L’article 12 prévoit une imposition partagée des redevances, mais limite l’imposition dans l’État de source à hauteur de 6 % du montant brut des redevances. La définition des redevances est restreinte, conformément au modèle OCDE de convention fiscale. Ainsi, en sont exclues les rémunérations de toute nature payées pour l’usage ou la concession de l’usage d’un équipement industriel, commercial ou scientifique.
L’article 13 définit le régime applicable aux gains en capital. Il contient des stipulations conformes au dernier modèle de convention fiscale de l’OCDE s’agissant des gains tirés de l’aliénation de biens immobiliers et de biens mobiliers faisant partie de l’actif d’un établissement stable.
S’agissant des gains en capital associés au transport international, la convention prévoit un régime d’imposition aligné sur celui des bénéfices tirés de l’exploitation, en trafic international, d’aéronefs et de navires, soit une imposition exclusive dans l’État de situation du siège de direction effective.
De plus, la convention permet l’imposition par l’État de situation des biens immobiliers, des plus‑values de cession des titres de sociétés à prépondérance immobilière détenus pendant une période de 365 jours.

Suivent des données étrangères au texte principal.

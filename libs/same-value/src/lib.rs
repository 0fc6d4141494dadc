#![doc = include_str!("../README.md")]
#![deny(clippy::pedantic)]
#![allow(clippy::module_name_repetitions)]
#![allow(clippy::missing_errors_doc)]

mod number;
pub use number::Number;
//! Insertion-ordered storage for the entries of a strong bidirectional map
//!
//! Entries live in a slot arena threaded with a doubly-linked list. This gives
//! O(1) append, O(1) removal from anywhere, and iteration in creation order.
//! Removed slots are recycled by later appends.

use std::ops::{Index, IndexMut};

/// Handle to an entry stored in a [`Ledger`]
#[derive(Debug, Clone, Copy, PartialEq, Eq, Hash)]
pub struct EntryId(usize);

/// A key-value association shared by both views of a map.
///
/// Which slot is the key depends on the view reading it.
#[derive(Debug, Clone, PartialEq, Eq)]
pub struct Entry<L, R> {
    pub(crate) left: L,
    pub(crate) right: R,
}

impl<L, R> Entry<L, R> {
    pub(crate) fn new(left: L, right: R) -> Self {
        Self { left, right }
    }
}

#[derive(Debug, Clone)]
struct Node<L, R> {
    entry: Entry<L, R>,
    prev: Option<EntryId>,
    next: Option<EntryId>,
}

/// Ordered arena of entries
#[derive(Debug, Clone)]
pub(crate) struct Ledger<L, R> {
    slots: Vec<Option<Node<L, R>>>,
    /// Indices of empty slots, reused before growing `slots`
    vacant: Vec<usize>,
    head: Option<EntryId>,
    tail: Option<EntryId>,
    len: usize,
}

impl<L, R> Ledger<L, R> {
    pub(crate) fn with_capacity(capacity: usize) -> Self {
        Self {
            slots: Vec::with_capacity(capacity),
            vacant: Vec::new(),
            head: None,
            tail: None,
            len: 0,
        }
    }

    pub(crate) fn len(&self) -> usize {
        self.len
    }

    /// Append an entry after every live entry
    pub(crate) fn push_back(&mut self, entry: Entry<L, R>) -> EntryId {
        let node = Node {
            entry,
            prev: self.tail,
            next: None,
        };

        let id = match self.vacant.pop() {
            Some(index) => {
                self.slots[index] = Some(node);
                EntryId(index)
            }
            None => {
                self.slots.push(Some(node));
                EntryId(self.slots.len() - 1)
            }
        };

        match self.tail {
            Some(tail) => self.node_mut(tail).next = Some(id),
            None => self.head = Some(id),
        }
        self.tail = Some(id);
        self.len += 1;
        id
    }

    /// Unlink and return an entry. Returns `None` if the slot is already empty
    pub(crate) fn remove(&mut self, id: EntryId) -> Option<Entry<L, R>> {
        let node = self.slots.get_mut(id.0)?.take()?;

        match node.prev {
            Some(prev) => self.node_mut(prev).next = node.next,
            None => self.head = node.next,
        }
        match node.next {
            Some(next) => self.node_mut(next).prev = node.prev,
            None => self.tail = node.prev,
        }

        self.vacant.push(id.0);
        self.len -= 1;
        Some(node.entry)
    }

    pub(crate) fn clear(&mut self) {
        self.slots.clear();
        self.vacant.clear();
        self.head = None;
        self.tail = None;
        self.len = 0;
    }

    pub(crate) fn iter(&self) -> Entries<'_, L, R> {
        Entries {
            ledger: self,
            front: self.head,
            back: self.tail,
            remaining: self.len,
        }
    }

    fn node(&self, id: EntryId) -> &Node<L, R> {
        match self.slots.get(id.0) {
            Some(Some(node)) => node,
            _ => panic!("Entry {} is not stored in this ledger", id.0),
        }
    }

    fn node_mut(&mut self, id: EntryId) -> &mut Node<L, R> {
        match self.slots.get_mut(id.0) {
            Some(Some(node)) => node,
            _ => panic!("Entry {} is not stored in this ledger", id.0),
        }
    }
}

impl<L, R> Index<EntryId> for Ledger<L, R> {
    type Output = Entry<L, R>;

    fn index(&self, id: EntryId) -> &Self::Output {
        &self.node(id).entry
    }
}

impl<L, R> IndexMut<EntryId> for Ledger<L, R> {
    fn index_mut(&mut self, id: EntryId) -> &mut Self::Output {
        &mut self.node_mut(id).entry
    }
}

/// Iterator over the entries of a [`Ledger`] from oldest to newest
#[derive(Debug)]
pub struct Entries<'a, L, R> {
    ledger: &'a Ledger<L, R>,
    front: Option<EntryId>,
    back: Option<EntryId>,
    remaining: usize,
}

impl<L, R> Clone for Entries<'_, L, R> {
    fn clone(&self) -> Self {
        Self {
            ledger: self.ledger,
            front: self.front,
            back: self.back,
            remaining: self.remaining,
        }
    }
}

impl<'a, L, R> Iterator for Entries<'a, L, R> {
    type Item = &'a Entry<L, R>;

    fn next(&mut self) -> Option<Self::Item> {
        if self.remaining == 0 {
            return None;
        }
        let node = self.ledger.node(self.front?);
        self.front = node.next;
        self.remaining -= 1;
        Some(&node.entry)
    }

    fn size_hint(&self) -> (usize, Option<usize>) {
        (self.remaining, Some(self.remaining))
    }
}

impl<L, R> DoubleEndedIterator for Entries<'_, L, R> {
    fn next_back(&mut self) -> Option<Self::Item> {
        if self.remaining == 0 {
            return None;
        }
        let node = self.ledger.node(self.back?);
        self.back = node.prev;
        self.remaining -= 1;
        Some(&node.entry)
    }
}

impl<L, R> ExactSizeIterator for Entries<'_, L, R> {}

Les autres gains non visés spécifiquement, notamment les gains de cession de valeurs mobilières, font l’objet d’une imposition exclusive dans l’État de résidence du cédant, conformément au modèle OCDE.
L’article 14 reprend les règles fixées dans le modèle de l’OCDE en retenant le principe de l’imposition exclusive des salaires dans l’État d’exercice de l’activité. S’agissant des rémunérations du personnel naviguant et maritime en trafic international, la France et la Moldavie ont retenu une imposition à la résidence, conformément au modèle de l’OCDE.
L’article 15 prévoit, conformément au modèle de l’OCDE, une imposition dans l’État de résidence de la société des rémunérations que cette dernière verse à ses membres en qualité de membres du conseil d’administration ou de surveillance.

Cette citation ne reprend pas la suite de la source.